Top of Record set

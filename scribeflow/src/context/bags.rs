//! The blackboard: field-name to value store shared by pipeline stages.

use serde::{Deserialize, Serialize};
use std::collections::BTreeMap;

/// Placeholder rendered for fields that were never written.
pub const NOT_SET: &str = "Not set";

/// Field store threaded through a single pipeline run.
///
/// Fields are only added or overwritten, never removed. Absence is represented
/// by the key not being present; [`NOT_SET`] is only ever produced when a
/// missing field is rendered as text.
#[derive(Debug, Clone, Default, PartialEq, Serialize, Deserialize)]
pub struct Blackboard {
    fields: BTreeMap<String, serde_json::Value>,
}

impl Blackboard {
    /// Creates an empty blackboard.
    #[must_use]
    pub fn new() -> Self {
        Self::default()
    }

    /// Seeds a field, builder style.
    #[must_use]
    pub fn with_field(mut self, key: impl Into<String>, value: impl Into<serde_json::Value>) -> Self {
        self.set(key, value);
        self
    }

    /// Writes a field, returning the previous value if it was overwritten.
    pub fn set(
        &mut self,
        key: impl Into<String>,
        value: impl Into<serde_json::Value>,
    ) -> Option<serde_json::Value> {
        self.fields.insert(key.into(), value.into())
    }

    /// Gets a field.
    #[must_use]
    pub fn get(&self, key: &str) -> Option<&serde_json::Value> {
        self.fields.get(key)
    }

    /// Gets a field rendered as text.
    ///
    /// Strings are returned verbatim; any other JSON value is pretty-printed.
    #[must_use]
    pub fn get_text(&self, key: &str) -> Option<String> {
        self.fields.get(key).map(render_value)
    }

    /// Gets a field as text, or `placeholder` when absent.
    #[must_use]
    pub fn text_or(&self, key: &str, placeholder: &str) -> String {
        self.get_text(key).unwrap_or_else(|| placeholder.to_string())
    }

    /// Deserializes a structured field.
    ///
    /// Returns `None` when the field is absent or does not match `T`.
    #[must_use]
    pub fn get_as<T: serde::de::DeserializeOwned>(&self, key: &str) -> Option<T> {
        self.fields
            .get(key)
            .and_then(|v| serde_json::from_value(v.clone()).ok())
    }

    /// Checks if a field is present.
    #[must_use]
    pub fn contains(&self, key: &str) -> bool {
        self.fields.contains_key(key)
    }

    /// Returns the field names in sorted order.
    #[must_use]
    pub fn keys(&self) -> Vec<&str> {
        self.fields.keys().map(String::as_str).collect()
    }

    /// Returns the number of fields.
    #[must_use]
    pub fn len(&self) -> usize {
        self.fields.len()
    }

    /// Returns true if no field has been written.
    #[must_use]
    pub fn is_empty(&self) -> bool {
        self.fields.is_empty()
    }

    /// Reports, for each requested key, whether it is set.
    #[must_use]
    pub fn field_status<'a>(&self, keys: &[&'a str]) -> Vec<(&'a str, bool)> {
        keys.iter().map(|k| (*k, self.contains(k))).collect()
    }

    /// Returns a copy of all fields.
    #[must_use]
    pub fn to_map(&self) -> BTreeMap<String, serde_json::Value> {
        self.fields.clone()
    }
}

fn render_value(value: &serde_json::Value) -> String {
    match value {
        serde_json::Value::String(s) => s.clone(),
        other => serde_json::to_string_pretty(other).unwrap_or_else(|_| other.to_string()),
    }
}
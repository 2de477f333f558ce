//! Planner pipeline assembly.

use super::prompts::{
    AGENT_DESIGNER_INSTRUCTION, AGENT_DESIGNER_TEMPLATE, FINAL_DESCRIPTION_INSTRUCTION,
    FINAL_DESCRIPTION_TEMPLATE, TASK_ANALYZER_INSTRUCTION, TASK_ANALYZER_TEMPLATE,
    WORKFLOW_DESIGNER_INSTRUCTION, WORKFLOW_DESIGNER_TEMPLATE,
};
use super::{
    STATE_AGENT_DESCRIPTIONS, STATE_FINAL_DESCRIPTION, STATE_SUBTASKS, STATE_TASK,
    STATE_WORKFLOW_PATTERN,
};
use crate::agents::LlmStage;
use crate::errors::PipelineValidationError;
use crate::events::EventSink;
use crate::pipeline::{FallbackDocument, PipelineBuilder, SequentialPipeline};
use crate::providers::LlmProvider;
use crate::websearch::WebSearch;
use std::sync::Arc;

/// Search backend handed to every planner stage.
#[derive(Clone)]
pub struct PlannerSearch {
    /// The backend.
    pub search: Arc<dyn WebSearch>,
    /// Hits per query.
    pub max_results: usize,
}

/// The template rendered when `final_description` is missing.
#[must_use]
pub fn plan_fallback_document() -> FallbackDocument {
    FallbackDocument::new("# Agent System Plan (Partial)")
        .with_intro("The final description was not produced. Intermediate planning results follow.")
        .section("Subtasks", STATE_SUBTASKS)
        .section("Agent Descriptions", STATE_AGENT_DESCRIPTIONS)
        .section("Workflow Pattern", STATE_WORKFLOW_PATTERN)
}

fn llm_stage(
    name: &str,
    provider: &Arc<dyn LlmProvider>,
    search: Option<&PlannerSearch>,
    instruction: &str,
    template: &str,
) -> Arc<LlmStage> {
    let stage = LlmStage::new(name, Arc::clone(provider), template).with_instruction(instruction);
    Arc::new(match search {
        Some(s) => stage.with_research(Arc::clone(&s.search), STATE_TASK, s.max_results),
        None => stage,
    })
}

/// Builds the four-stage planner pipeline.
///
/// # Errors
///
/// Returns an error only if the stage wiring is invalid.
pub fn build_planner_pipeline(
    provider: Arc<dyn LlmProvider>,
    search: Option<PlannerSearch>,
    event_sink: Option<Arc<dyn EventSink>>,
) -> Result<SequentialPipeline, PipelineValidationError> {
    let search = search.as_ref();

    let planning_agents = PipelineBuilder::new("PlanningAgents")
        .seed(STATE_TASK)
        .stage(
            "TaskAnalyzer",
            llm_stage("TaskAnalyzer", &provider, search, TASK_ANALYZER_INSTRUCTION, TASK_ANALYZER_TEMPLATE),
            &[STATE_TASK],
            STATE_SUBTASKS,
        )?
        .stage(
            "AgentDesigner",
            llm_stage("AgentDesigner", &provider, search, AGENT_DESIGNER_INSTRUCTION, AGENT_DESIGNER_TEMPLATE),
            &[STATE_TASK, STATE_SUBTASKS],
            STATE_AGENT_DESCRIPTIONS,
        )?
        .stage(
            "WorkflowDesigner",
            llm_stage(
                "WorkflowDesigner",
                &provider,
                search,
                WORKFLOW_DESIGNER_INSTRUCTION,
                WORKFLOW_DESIGNER_TEMPLATE,
            ),
            &[STATE_TASK, STATE_SUBTASKS, STATE_AGENT_DESCRIPTIONS],
            STATE_WORKFLOW_PATTERN,
        )?;

    let mut builder = PipelineBuilder::new("AgentsPlanner")
        .extend(planning_agents)?
        .stage(
            "FinalDescription",
            llm_stage(
                "FinalDescription",
                &provider,
                search,
                FINAL_DESCRIPTION_INSTRUCTION,
                FINAL_DESCRIPTION_TEMPLATE,
            ),
            &[STATE_TASK, STATE_SUBTASKS, STATE_AGENT_DESCRIPTIONS, STATE_WORKFLOW_PATTERN],
            STATE_FINAL_DESCRIPTION,
        )?
        .final_field(STATE_FINAL_DESCRIPTION)
        .fallback(plan_fallback_document());

    if let Some(sink) = event_sink {
        builder = builder.event_sink(sink);
    }

    builder.build()
}
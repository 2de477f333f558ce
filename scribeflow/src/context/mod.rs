//! Context management for pipeline execution.
//!
//! This module provides:
//! - The blackboard that stages read from and write to
//! - Session keys and a session store for persisting blackboards
//! - The read-only stage context handed to each stage

mod bags;
mod execution;
mod identity;
mod store;

pub use bags::{Blackboard, NOT_SET};
pub use execution::StageContext;
pub use identity::{RunIdentity, SessionKey};
pub use store::{InMemorySessionStore, SessionStore};
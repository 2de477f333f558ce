//! Stage trait and implementations.
//!
//! Stages are the units of work in a scribeflow pipeline. A stage reads the
//! blackboard through its [`StageContext`] and returns the value for the one
//! field it produces.

mod result;

pub use result::StageResult;

use crate::context::StageContext;
use crate::core::StageOutput;
use async_trait::async_trait;
use std::fmt::Debug;

/// Trait for pipeline stages.
#[async_trait]
pub trait Stage: Send + Sync + Debug {
    /// Returns the name of the stage.
    fn name(&self) -> &str;

    /// Executes the stage.
    ///
    /// # Arguments
    ///
    /// * `ctx` - The stage execution context
    ///
    /// # Returns
    ///
    /// The stage output; its value is written to the stage's output field.
    async fn execute(&self, ctx: &StageContext<'_>) -> StageOutput;
}

/// A simple function-based stage.
pub struct FnStage<F>
where
    F: Fn(&StageContext<'_>) -> StageOutput + Send + Sync,
{
    name: String,
    func: F,
}

impl<F> FnStage<F>
where
    F: Fn(&StageContext<'_>) -> StageOutput + Send + Sync,
{
    /// Creates a new function-based stage.
    pub fn new(name: impl Into<String>, func: F) -> Self {
        Self {
            name: name.into(),
            func,
        }
    }
}

impl<F> Debug for FnStage<F>
where
    F: Fn(&StageContext<'_>) -> StageOutput + Send + Sync,
{
    fn fmt(&self, f: &mut std::fmt::Formatter<'_>) -> std::fmt::Result {
        f.debug_struct("FnStage").field("name", &self.name).finish()
    }
}

#[async_trait]
impl<F> Stage for FnStage<F>
where
    F: Fn(&StageContext<'_>) -> StageOutput + Send + Sync,
{
    fn name(&self) -> &str {
        &self.name
    }

    async fn execute(&self, ctx: &StageContext<'_>) -> StageOutput {
        (self.func)(ctx)
    }
}
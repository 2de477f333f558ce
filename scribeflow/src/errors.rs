//! Error types for scribeflow.
//!
//! Pipelines are best-effort: a failing stage is recorded in the run report
//! rather than surfaced as an `Err`. The types here cover the failures that do
//! propagate: invalid pipeline construction, provider transport problems,
//! search failures and explicit file I/O.

use serde::{Deserialize, Serialize};
use std::collections::HashMap;
use thiserror::Error;

/// The main error type for scribeflow operations.
#[derive(Debug, Error)]
pub enum ScribeflowError {
    /// A pipeline validation error occurred.
    #[error("{0}")]
    Validation(#[from] PipelineValidationError),

    /// An LLM provider call failed.
    #[error("{0}")]
    Provider(#[from] ProviderError),

    /// A web search failed.
    #[error("{0}")]
    Search(#[from] SearchError),

    /// Invalid configuration.
    #[error("Configuration error: {0}")]
    Config(String),

    /// Serialization/deserialization error.
    #[error("Serialization error: {0}")]
    Serialization(#[from] serde_json::Error),

    /// IO error.
    #[error("IO error: {0}")]
    Io(#[from] std::io::Error),
}

/// Metadata about a contract error for better diagnostics.
#[derive(Debug, Clone, Serialize, Deserialize, Default)]
pub struct ContractErrorInfo {
    /// Error code (e.g., "CONTRACT-001-EMPTY").
    pub code: String,
    /// Short summary of the error.
    pub summary: String,
    /// Hint for fixing the error.
    pub fix_hint: Option<String>,
    /// Additional context key-value pairs.
    #[serde(default)]
    pub context: HashMap<String, String>,
}

impl ContractErrorInfo {
    /// Creates a new contract error info.
    #[must_use]
    pub fn new(code: impl Into<String>, summary: impl Into<String>) -> Self {
        Self {
            code: code.into(),
            summary: summary.into(),
            fix_hint: None,
            context: HashMap::new(),
        }
    }

    /// Sets the fix hint.
    #[must_use]
    pub fn with_fix_hint(mut self, hint: impl Into<String>) -> Self {
        self.fix_hint = Some(hint.into());
        self
    }

    /// Adds a single context entry.
    #[must_use]
    pub fn with_context_entry(mut self, key: impl Into<String>, value: impl Into<String>) -> Self {
        self.context.insert(key.into(), value.into());
        self
    }
}

/// Error raised when a pipeline definition is rejected by the builder.
#[derive(Debug, Clone, Error)]
#[error("{message}")]
pub struct PipelineValidationError {
    /// The error message.
    pub message: String,
    /// The stages involved in the error.
    pub stages: Vec<String>,
    /// Optional contract error info.
    pub error_info: Option<ContractErrorInfo>,
}

impl PipelineValidationError {
    /// Creates a new pipeline validation error.
    #[must_use]
    pub fn new(message: impl Into<String>) -> Self {
        Self {
            message: message.into(),
            stages: Vec::new(),
            error_info: None,
        }
    }

    /// Sets the stages involved.
    #[must_use]
    pub fn with_stages(mut self, stages: Vec<String>) -> Self {
        self.stages = stages;
        self
    }

    /// Sets the contract error info.
    #[must_use]
    pub fn with_error_info(mut self, info: ContractErrorInfo) -> Self {
        self.error_info = Some(info);
        self
    }

    /// Returns the contract code, if any.
    #[must_use]
    pub fn code(&self) -> Option<&str> {
        self.error_info.as_ref().map(|info| info.code.as_str())
    }
}

/// Errors returned by LLM providers.
#[derive(Debug, Clone, Error)]
pub enum ProviderError {
    /// The HTTP request could not be sent or timed out.
    #[error("Request failed: {0}")]
    RequestFailed(String),

    /// The API answered with a non-success status.
    #[error("API error (status {status}): {body}")]
    Api {
        /// HTTP status code.
        status: u16,
        /// Response body.
        body: String,
    },

    /// The response body could not be decoded.
    #[error("Invalid response: {0}")]
    InvalidResponse(String),

    /// A scripted mock ran out of responses.
    #[error("Mock provider exhausted after {calls} calls")]
    Exhausted {
        /// Number of calls served.
        calls: usize,
    },
}

/// Errors returned by web search backends.
#[derive(Debug, Clone, Error)]
pub enum SearchError {
    /// The HTTP request failed.
    #[error("Search request failed: {0}")]
    RequestFailed(String),

    /// The search backend answered with a non-success status.
    #[error("Search backend returned status {0}")]
    Status(u16),

    /// The response could not be parsed.
    #[error("Search response could not be parsed: {0}")]
    Parse(String),
}

/// Provides default suggestions for common contract error codes.
pub struct ContractSuggestions;

impl ContractSuggestions {
    /// Gets a suggestion for a given error code.
    #[must_use]
    pub fn get(code: &str) -> Option<&'static str> {
        match code {
            "CONTRACT-001-EMPTY" => Some("Add at least one stage to the pipeline before building."),
            "CONTRACT-002-FINAL_FIELD" => Some(
                "Name the final field with `final_field` and make sure some stage writes it.",
            ),
            "CONTRACT-003-MISSING_INPUT" => Some(
                "Seed the field before the run or move the producing stage earlier in the list.",
            ),
            "CONTRACT-005-DUPLICATE_STAGE" => Some("Give every stage a unique name."),
            _ => None,
        }
    }
}
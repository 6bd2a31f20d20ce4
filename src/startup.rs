use std::sync::Arc;

use anyhow::Context;

use crate::{
    configuration::Settings,
    domain::category::Classifier,
    services::{
        Droid, Enricher, HttpFetcher, LeadStore, ListingExtractor, Pipeline, PipelineOptions,
        SessionPool, SqliteLeadStore,
    },
};

/// Wires the store, the browser pool and the enricher into a ready pipeline.
pub async fn build(configuration: &Settings) -> anyhow::Result<Pipeline<Droid>> {
    let store = SqliteLeadStore::connect(&configuration.database)
        .await
        .with_context(|| {
            format!(
                "Failed to open lead store at {}",
                configuration.database.path.display()
            )
        })?;
    let store: Arc<dyn LeadStore> = Arc::new(store);
    log::info!(
        "Lead store at {} holds {} leads",
        configuration.database.path.display(),
        store.count().await?
    );

    let droid = Arc::new(Droid::new(&configuration.browser));
    let pool = Arc::new(SessionPool::new(droid, &configuration.browser));
    let extractor = ListingExtractor::new(&configuration.browser);

    let fetcher = HttpFetcher::new(&configuration.enrichment)
        .context("Failed to build the http client")?;
    let enricher = Enricher::new(Arc::new(fetcher), &configuration.enrichment);

    let classifier = match configuration.classifier.rules.clone() {
        Some(rules) => {
            log::info!("Using {} configured category rules", rules.len());
            Classifier::from_rules(rules)
        }
        None => Classifier::default(),
    };

    let options = PipelineOptions::new(
        &configuration.pipeline,
        &configuration.browser,
        &configuration.enrichment,
    );

    Ok(Pipeline::new(pool, extractor, store, enricher, classifier, options))
}
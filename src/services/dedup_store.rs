use std::{
    collections::HashMap,
    sync::{Arc, Mutex},
};

use async_trait::async_trait;
use chrono::Utc;
use sqlx::{sqlite::SqlitePoolOptions, SqlitePool};

use crate::{
    configuration::DatabaseSettings,
    dal::lead_db,
    domain::{fingerprint::Fingerprint, lead::Lead},
    error::StoreError,
};

#[derive(Debug, Clone, PartialEq)]
pub enum UpsertOutcome {
    Inserted(Lead),
    Merged(Lead),
}

impl UpsertOutcome {
    pub fn lead(&self) -> &Lead {
        match self {
            UpsertOutcome::Inserted(lead) | UpsertOutcome::Merged(lead) => lead,
        }
    }

    pub fn into_lead(self) -> Lead {
        match self {
            UpsertOutcome::Inserted(lead) | UpsertOutcome::Merged(lead) => lead,
        }
    }

    pub fn is_new(&self) -> bool {
        matches!(self, UpsertOutcome::Inserted(_))
    }
}

/// Persistent fingerprint to lead mapping shared by every run.
#[async_trait]
pub trait LeadStore: Send + Sync {
    async fn lookup(&self, fingerprint: &Fingerprint) -> Result<Option<Lead>, StoreError>;

    /// Inserts the lead, or merges it into the record stored under its fingerprint.
    async fn upsert(&self, lead: Lead) -> Result<UpsertOutcome, StoreError>;

    async fn count(&self) -> Result<usize, StoreError>;

    async fn all(&self) -> Result<Vec<Lead>, StoreError>;

    /// Deletes every stored lead. Returns how many were removed.
    async fn reset(&self) -> Result<usize, StoreError>;
}

/// One async mutex per fingerprint. Entries are dropped once nobody holds them.
#[derive(Default)]
struct KeyedLocks {
    locks: Mutex<HashMap<Fingerprint, Arc<tokio::sync::Mutex<()>>>>,
}

impl KeyedLocks {
    fn lock_for(&self, fingerprint: &Fingerprint) -> Arc<tokio::sync::Mutex<()>> {
        let mut locks = match self.locks.lock() {
            Ok(locks) => locks,
            Err(poisoned) => poisoned.into_inner(),
        };
        locks.retain(|_, lock| Arc::strong_count(lock) > 1);
        locks.entry(fingerprint.clone()).or_default().clone()
    }
}

fn merge_or_insert(stored: Option<Lead>, incoming: Lead) -> UpsertOutcome {
    let now = Utc::now();
    match stored {
        Some(stored) => UpsertOutcome::Merged(stored.merge(incoming, now)),
        None => UpsertOutcome::Inserted(Lead {
            first_seen: now,
            last_seen: now,
            ..incoming
        }),
    }
}

pub struct SqliteLeadStore {
    pool: SqlitePool,
    locks: KeyedLocks,
    /// SQLite takes one writer at a time. A deferred transaction that reads
    /// first cannot wait for the write lock, so writers queue here instead.
    writes: tokio::sync::Mutex<()>,
}

impl SqliteLeadStore {
    /// Opens (creating if needed) the database file and applies migrations.
    pub async fn connect(settings: &DatabaseSettings) -> Result<Self, StoreError> {
        if let Some(parent) = settings.path.parent() {
            if !parent.as_os_str().is_empty() {
                std::fs::create_dir_all(parent)
                    .map_err(|e| StoreError::Unavailable(e.to_string()))?;
            }
        }

        let pool = SqlitePoolOptions::new()
            .max_connections(settings.max_connections.max(1))
            .connect_with(settings.connect_options())
            .await
            .map_err(|e| StoreError::Unavailable(e.to_string()))?;

        sqlx::migrate!("./migrations")
            .run(&pool)
            .await
            .map_err(|e| StoreError::Unavailable(e.to_string()))?;

        log::info!("Lead store ready at {}", settings.path.display());
        Ok(SqliteLeadStore {
            pool,
            locks: KeyedLocks::default(),
            writes: tokio::sync::Mutex::new(()),
        })
    }

    pub fn pool(&self) -> &SqlitePool {
        &self.pool
    }

    pub async fn close(&self) {
        self.pool.close().await;
    }

    async fn connection(
        &self,
        fingerprint: &str,
    ) -> Result<sqlx::pool::PoolConnection<sqlx::Sqlite>, StoreError> {
        self.pool
            .acquire()
            .await
            .map_err(|e| StoreError::from_sqlx(fingerprint, e))
    }
}

#[async_trait]
impl LeadStore for SqliteLeadStore {
    async fn lookup(&self, fingerprint: &Fingerprint) -> Result<Option<Lead>, StoreError> {
        let mut con = self.connection(fingerprint.as_str()).await?;
        lead_db::get_lead(&mut con, fingerprint)
            .await
            .map_err(|e| StoreError::from_sqlx(fingerprint.as_str(), e))
    }

    async fn upsert(&self, lead: Lead) -> Result<UpsertOutcome, StoreError> {
        let key = lead.fingerprint.clone();
        let lock = self.locks.lock_for(&key);
        let _guard = lock.lock().await;
        let _write = self.writes.lock().await;

        let to_store_error = |e: sqlx::Error| StoreError::from_sqlx(key.as_str(), e);
        let mut tx = self.pool.begin().await.map_err(to_store_error)?;

        let stored = lead_db::get_lead(&mut *tx, &key)
            .await
            .map_err(to_store_error)?;
        let outcome = merge_or_insert(stored, lead);
        lead_db::upsert_lead(&mut *tx, outcome.lead())
            .await
            .map_err(to_store_error)?;

        tx.commit().await.map_err(to_store_error)?;
        Ok(outcome)
    }

    async fn count(&self) -> Result<usize, StoreError> {
        let mut con = self.connection("").await?;
        let count = lead_db::count_leads(&mut con)
            .await
            .map_err(|e| StoreError::Unavailable(e.to_string()))?;
        Ok(count as usize)
    }

    async fn all(&self) -> Result<Vec<Lead>, StoreError> {
        let mut con = self.connection("").await?;
        lead_db::get_all_leads(&mut con)
            .await
            .map_err(|e| StoreError::Unavailable(e.to_string()))
    }

    async fn reset(&self) -> Result<usize, StoreError> {
        let _write = self.writes.lock().await;
        let mut con = self.connection("").await?;
        let deleted = lead_db::delete_all_leads(&mut con)
            .await
            .map_err(|e| StoreError::Unavailable(e.to_string()))?;
        log::warn!("Lead store reset, {} leads deleted", deleted);
        Ok(deleted as usize)
    }
}

/// Process-local store for tests and dry runs.
#[derive(Default)]
pub struct MemoryLeadStore {
    leads: tokio::sync::Mutex<HashMap<Fingerprint, Lead>>,
}

impl MemoryLeadStore {
    pub fn new() -> Self {
        MemoryLeadStore::default()
    }
}

#[async_trait]
impl LeadStore for MemoryLeadStore {
    async fn lookup(&self, fingerprint: &Fingerprint) -> Result<Option<Lead>, StoreError> {
        Ok(self.leads.lock().await.get(fingerprint).cloned())
    }

    async fn upsert(&self, lead: Lead) -> Result<UpsertOutcome, StoreError> {
        let mut leads = self.leads.lock().await;
        let key = lead.fingerprint.clone();
        let outcome = merge_or_insert(leads.remove(&key), lead);
        leads.insert(key, outcome.lead().clone());
        Ok(outcome)
    }

    async fn count(&self) -> Result<usize, StoreError> {
        Ok(self.leads.lock().await.len())
    }

    async fn all(&self) -> Result<Vec<Lead>, StoreError> {
        let mut leads: Vec<Lead> = self.leads.lock().await.values().cloned().collect();
        leads.sort_by(|a, b| (a.first_seen, &a.name).cmp(&(b.first_seen, &b.name)));
        Ok(leads)
    }

    async fn reset(&self) -> Result<usize, StoreError> {
        let mut leads = self.leads.lock().await;
        let deleted = leads.len();
        leads.clear();
        Ok(deleted)
    }
}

Bottom of Record set

_Work request_
Copy every line above that includes the string "keys".

_Solution_
    pub fn keys(&self) -> Vec<&str> {
        self.fields.keys().map(String::as_str).collect()
    pub fn field_status<'a>(&self, keys: &[&'a str]) -> Vec<(&'a str, bool)> {
        keys.iter().map(|k| (*k, self.contains(k))).collect()
//! - Session keys and a session store for persisting blackboards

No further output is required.